**EXERCISE BRIEF:**
Count up the lines below where the word "clear" shows up, and respond with the number alone.

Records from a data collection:

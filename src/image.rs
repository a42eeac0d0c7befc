//! Grayscale image data consumed opaquely from the decode pipeline.
//!
//! The engine performs no pixel interpretation. Decoded images arrive as
//! packed sample rows plus their geometry and are stored verbatim inside
//! an image XObject stream.

use crate::error::Result;

/// Decoded image data handed over by an image collaborator.
#[derive(Debug, Clone)]
pub struct ImageData {
    /// Width in pixels
    pub width: u32,
    /// Height in pixels
    pub height: u32,
    /// Bits per grayscale sample (1, 2, 4 or 8)
    pub bits_per_component: u8,
    /// Row-packed grayscale samples
    pub pixels: Vec<u8>,
}

impl ImageData {
    /// Create image data from decoded pixels.
    pub fn new(width: u32, height: u32, bits_per_component: u8, pixels: Vec<u8>) -> Self {
        Self {
            width,
            height,
            bits_per_component,
            pixels,
        }
    }

    /// Display width in points, assuming the fixed 300 dpi scan scale.
    pub fn display_width(&self) -> i32 {
        (self.width as i64 * 1000 / 4166) as i32
    }

    /// Display height in points, assuming the fixed 300 dpi scan scale.
    pub fn display_height(&self) -> i32 {
        (self.height as i64 * 1000 / 4166) as i32
    }
}

/// Collaborator seam for loading and decoding picture files.
///
/// The text converter resolves inline image directives through this
/// trait; a failing load is logged and only that directive is skipped.
pub trait ImageSource {
    /// Load and decode the named picture into grayscale samples.
    fn load(&mut self, path: &str) -> Result<ImageData>;
}
//! Line-printer listing conversion with column-1 carriage control.
//!
//! The first character of every line is a carriage control code: `1`
//! ejects to a new page, `0` double spaces, `2` triple spaces, anything
//! else single spaces. Reading stops at the first empty line, and a
//! lines-per-page ceiling forces an eject when a page overruns.

use std::fs::File;
use std::io::{BufRead, BufReader, Write};

use crate::document::DocumentWriter;
use crate::error::{Error, Result};
use crate::page::{Orientation, PageHandle};
use crate::resources::ResourceSpec;
use crate::stream::StreamBuilder;

/// Text-matrix prologue for a fresh listing page.
fn prologue(strm: &mut StreamBuilder, orientation: Orientation) {
    strm.append_cmd("BT\n/FF 10 Tf ");
    match orientation {
        Orientation::Landscape => strm.append_cmd("10 TL 1 0 0 1 10 600 Tm\n"),
        Orientation::Portrait => strm.append_cmd("12 TL 1 0 0 1 10 752 Tm\n"),
    }
}

/// Close out a finished listing page.
fn flush_page<W: Write>(
    doc: &mut DocumentWriter<W>,
    page: PageHandle,
    mut strm: StreamBuilder,
    res: &ResourceSpec,
) -> Result<()> {
    strm.append_cmd("ET\n");
    let contents = strm.close(doc)?;
    let resources = doc.resources(res)?;
    doc.set_page_contents(page, contents);
    doc.set_page_resources(page, resources);
    doc.finish_page(page)
}

/// Convert a listing file into pages, honoring carriage control.
///
/// A missing input is reported as [`Error::SourceFile`]; the caller skips
/// the directive and the document continues.
pub fn write_listing<W: Write>(
    doc: &mut DocumentWriter<W>,
    path: &str,
    lines_per_page: u32,
    orientation: Orientation,
) -> Result<()> {
    let file = File::open(path).map_err(|source| Error::SourceFile {
        path: path.to_string(),
        source,
    })?;
    log::debug!(
        "including {} listing {}",
        match orientation {
            Orientation::Landscape => "landscape",
            Orientation::Portrait => "portrait",
        },
        path
    );

    let font = doc.body_font()?;
    let mut res = ResourceSpec::new();
    res.set_body_font(font);

    let mut current: Option<(PageHandle, StreamBuilder)> = None;
    let mut line_count: u32 = 0;
    let mut first = true;
    let mut blank_title = false;

    for line in BufReader::new(file).lines() {
        let line = line?;
        let line = line.trim_end_matches(' ');
        if line.is_empty() {
            break;
        }

        let mut bytes = line.as_bytes().to_vec();
        if line_count > lines_per_page {
            bytes[0] = b'1';
        }
        let control = bytes[0];
        let rest = String::from_utf8_lossy(&bytes[1..]).into_owned();

        if blank_title {
            let (_, strm) = current.get_or_insert_with(|| {
                let page = doc.new_page(orientation);
                let mut strm = doc.new_stream();
                prologue(&mut strm, orientation);
                (page, strm)
            });
            strm.append_cmd("T*\n");
            blank_title = false;
        }

        if control == b'1' {
            if let Some((page, strm)) = current.take() {
                flush_page(doc, page, strm, &res)?;
            }
            if rest.is_empty() {
                // A bare page eject becomes a skipped title line, except
                // at the very start of the listing.
                blank_title = !first;
                continue;
            }
        }

        let (_, strm) = current.get_or_insert_with(|| {
            line_count = 0;
            let page = doc.new_page(orientation);
            let mut strm = doc.new_stream();
            prologue(&mut strm, orientation);
            (page, strm)
        });

        match control {
            b'2' => {
                strm.append_cmd("T*\nT*\n");
                line_count += 2;
            },
            b'0' => {
                strm.append_cmd("T*\n");
                line_count += 1;
            },
            _ => {},
        }
        if rest.is_empty() {
            strm.append_cmd("T*\n");
        } else {
            strm.append_cmd("T* (");
            strm.append_text(&rest);
            strm.append_cmd(") Tj\n");
        }
        line_count += 1;
        first = false;
    }

    if let Some((page, strm)) = current.take() {
        flush_page(doc, page, strm, &res)?;
    }
    Ok(())
}
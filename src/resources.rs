//! Per-page resource dictionaries, interned by structural equality.
//!
//! Pages that use the same fonts and images share one resource object.
//! The cache lives for the whole document and is never evicted; document
//! resource counts are small, so lookup is a linear scan.

use crate::object::ObjectId;

/// The set of fonts and images a page may reference.
#[derive(Debug, Clone, Default)]
pub struct ResourceSpec {
    body_font: Option<ObjectId>,
    symbol_font: Option<ObjectId>,
    images: Vec<ObjectId>,
}

impl ResourceSpec {
    /// Create an empty resource set.
    pub fn new() -> Self {
        Self::default()
    }

    /// Set the body text font.
    pub fn set_body_font(&mut self, font: ObjectId) {
        self.body_font = Some(font);
    }

    /// Set the symbol font.
    pub fn set_symbol_font(&mut self, font: ObjectId) {
        self.symbol_font = Some(font);
    }

    /// Add an image to the set.
    pub fn add_image(&mut self, image: ObjectId) {
        self.images.push(image);
    }

    /// Forget all fonts and images.
    pub fn clear(&mut self) {
        self.body_font = None;
        self.symbol_font = None;
        self.images.clear();
    }

    pub(crate) fn body_font(&self) -> Option<ObjectId> {
        self.body_font
    }

    pub(crate) fn symbol_font(&self) -> Option<ObjectId> {
        self.symbol_font
    }

    pub(crate) fn images(&self) -> &[ObjectId] {
        &self.images
    }

    pub(crate) fn has_font(&self) -> bool {
        self.body_font.is_some() || self.symbol_font.is_some()
    }
}

impl PartialEq for ResourceSpec {
    /// Structural equality: fonts must match exactly, images as an
    /// unordered set.
    fn eq(&self, other: &Self) -> bool {
        self.body_font == other.body_font
            && self.symbol_font == other.symbol_font
            && self.images.len() == other.images.len()
            && self.images.iter().all(|img| other.images.contains(img))
    }
}

/// Interned resource dictionaries for one document.
#[derive(Debug, Default)]
pub(crate) struct ResourceCache {
    entries: Vec<(ResourceSpec, ObjectId)>,
}

impl ResourceCache {
    /// Return the object id of an already interned structural match.
    pub fn lookup(&self, spec: &ResourceSpec) -> Option<ObjectId> {
        self.entries
            .iter()
            .find(|(cached, _)| cached == spec)
            .map(|&(_, id)| id)
    }

    /// Remember a freshly serialized resource dictionary.
    pub fn insert(&mut self, spec: ResourceSpec, id: ObjectId) {
        self.entries.push((spec, id));
    }
}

**RESPONSE TO THIS EXERCISE:**
2